Message ID 1509436736-23436-1-git-send-email-raji@linux.vnet.ibm.com
State Superseded
Headers

Commit Message

Rajalakshmi S Oct. 31, 2017, 7:58 a.m. UTC
  Changes since version 1:

  - Removed sccs id.
  - Replaced spaces with tabs.

---
The same logic used in s_sinf.S version of x86 and powerpc
is moved as generic s_sinf.c, so there is no performance
improvement in x86_64 and powerpc64.
For s390, this is the improvement noted.

With patch:
benchtests/bench-sinf
  "": {
    "duration": 9.91026e+09,
    "iterations": 4.6512e+08,
    "max": 130.26,
    "min": 7.027,
    "mean": 21.3069
   }
Without patch:
 "": {
    "duration": 1.00656e+10,
    "iterations": 1.65699e+08,
    "max": 1740.57,
    "min": 4.729,
    "mean": 60.7461
   }

Also addressed comments from Joseph on generic sincosf version
Ref:https://sourceware.org/ml/libc-alpha/2017-10/msg00367.html

---

This implementation is based on optimized sinf assembly versions
of x86_64 and powerpc.

Tested on s390, x86_64 and powerpc64le.

2017-10-31  Rajalakshmi Srinivasaraghavan  <raji@linux.vnet.ibm.com>

	* sysdeps/ieee754/flt-32/s_sinf.c: New implementation.
---
 sysdeps/ieee754/flt-32/s_sinf.c | 245 +++++++++++++++++++++++++++++++++-------
 1 file changed, 206 insertions(+), 39 deletions(-)
  

Comments

Joseph Myers Oct. 31, 2017, 6:34 p.m. UTC | #1
On Tue, 31 Oct 2017, Rajalakshmi Srinivasaraghavan wrote:

> 2017-10-31  Rajalakshmi Srinivasaraghavan  <raji@linux.vnet.ibm.com>
> 
> 	* sysdeps/ieee754/flt-32/s_sinf.c: New implementation.

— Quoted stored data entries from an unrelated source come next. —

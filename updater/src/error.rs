//! Error types for the Atom updater.
//!
//! Every variant is terminal: the pipeline never retries, and the binary
//! reports the message and exits with a failure status. Messages are written
//! for the person running the updater, so each one names what was being
//! attempted.

use camino::Utf8PathBuf;
use thiserror::Error;

use crate::http::HttpError;

/// Errors that can occur while checking for or applying an update.
#[derive(Debug, Error)]
pub enum UpdaterError {
    /// The local application could not be queried for its version.
    #[error("Atom Editor is not installed ({command}: {reason})")]
    NotInstalled {
        /// The command that was invoked.
        command: String,
        /// Why the command could not report a version.
        reason: String,
    },

    /// The version command ran but its output did not have the expected shape.
    #[error("unexpected version output: {output:?}")]
    UnexpectedFormat {
        /// The first line of the command output.
        output: String,
    },

    /// A request to the release page or the download link failed.
    #[error("network error for {url}: {reason}")]
    Network {
        /// The URL that was requested.
        url: String,
        /// A human-readable description of the failure.
        reason: String,
    },

    /// The release page no longer matches the expected structure.
    #[error("release page format has changed: could not find {missing}")]
    FormatChanged {
        /// The value(s) that could not be extracted.
        missing: &'static str,
    },

    /// The artifact file could not be created or written.
    #[error("failed to write artifact to {path}")]
    ArtifactWrite {
        /// Location of the artifact file.
        path: Utf8PathBuf,
        /// The underlying I/O error.
        #[source]
        source: std::io::Error,
    },

    /// Any other I/O operation failed.
    #[error("I/O error: {0}")]
    Io(#[from] std::io::Error),

    /// The package installer command failed.
    #[error("failed to install package ({status}): {message}")]
    InstallFailed {
        /// Exit status description reported by the installer.
        status: String,
        /// Diagnostic output from the installer.
        message: String,
    },

    /// Test stub received an unexpected or mismatched invocation.
    #[cfg(any(test, feature = "test-support"))]
    #[error("stub mismatch: {message}")]
    StubMismatch {
        /// Description of what was expected versus what was received.
        message: String,
    },
}

impl From<HttpError> for UpdaterError {
    fn from(err: HttpError) -> Self {
        Self::Network {
            url: err.url().to_owned(),
            reason: err.reason(),
        }
    }
}

/// Result type alias using [`UpdaterError`].
pub type Result<T> = std::result::Result<T, UpdaterError>;

#[cfg(test)]
mod tests {
    use super::*;

    #[test]
    fn not_installed_mentions_the_editor() {
        let err = UpdaterError::NotInstalled {
            command: "atom --version".to_owned(),
            reason: "No such file or directory".to_owned(),
        };
        let msg = err.to_string();
        assert!(msg.contains("Atom Editor is not installed"));
        assert!(msg.contains("atom --version"));
    }

    #[test]
    fn format_changed_names_the_missing_value() {
        let err = UpdaterError::FormatChanged {
            missing: "download link",
        };
        assert!(err.to_string().contains("download link"));
    }

    #[test]
    fn http_status_error_becomes_network_error() {
        let err = UpdaterError::from(HttpError::Status {
            url: "https://example.test/page".to_owned(),
            code: 503,
        });
        match err {
            UpdaterError::Network { url, reason } => {
                assert_eq!(url, "https://example.test/page");
                assert!(reason.contains("503"));
            }
            other => panic!("expected network error, got {other:?}"),
        }
    }

    #[test]
    fn artifact_write_preserves_source() {
        let err = UpdaterError::ArtifactWrite {
            path: Utf8PathBuf::from("/tmp/atom_latest.deb"),
            source: std::io::Error::other("disk full"),
        };
        assert!(err.to_string().contains("/tmp/atom_latest.deb"));
        assert!(std::error::Error::source(&err).is_some());
    }
}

Missing [BZ #5997] marker.

> +/* Chebyshev constants for sin, range -PI/4 - PI/4.  */

I presume some of these are actually for cos and so there should be more 
detailed comments for the separate groups of constants.

> +static inline float
> +reduced (const double theta, const unsigned long n,
> +	 const unsigned long signbit)

This function needs a comment above it explaining the semantics of the 
arguments and the return value.

> +float
> +SINF_FUNC(float x)

Missing space before '('.
  
Rajalakshmi S Nov. 2, 2017, 8:27 a.m. UTC | #2
On 11/01/2017 12:04 AM, Joseph Myers wrote:
> On Tue, 31 Oct 2017, Rajalakshmi Srinivasaraghavan wrote:
> 
>> 2017-10-31  Rajalakshmi Srinivasaraghavan  <raji@linux.vnet.ibm.com>
>>
>> 	* sysdeps/ieee754/flt-32/s_sinf.c: New implementation.
> 
> Missing [BZ #5997] marker.

BZ#5997 reported sinf performance on x86_64 and sinf had
already been optimized for x86_64. The proposed patch is
generic version which now improves performance on other
arch. So I think 5997 can be marked as fixed.
> 
>> +/* Chebyshev constants for sin, range -PI/4 - PI/4.  */
> 
> I presume some of these are actually for cos and so there should be more
> detailed comments for the separate groups of constants.
Ack.
> 
>> +static inline float
>> +reduced (const double theta, const unsigned long n,
>> +	 const unsigned long signbit)
> 
> This function needs a comment above it explaining the semantics of the
> arguments and the return value.
> 
>> +float
>> +SINF_FUNC(float x)
> 
> Missing space before '('.
> 

Ack. Will send an updated patch.
  
Joseph Myers Nov. 2, 2017, 12:49 p.m. UTC | #3
On Thu, 2 Nov 2017, Rajalakshmi Srinivasaraghavan wrote:

> BZ#5997 reported sinf performance on x86_64 and sinf had
> already been optimized for x86_64. The proposed patch is
> generic version which now improves performance on other
> arch. So I think 5997 can be marked as fixed.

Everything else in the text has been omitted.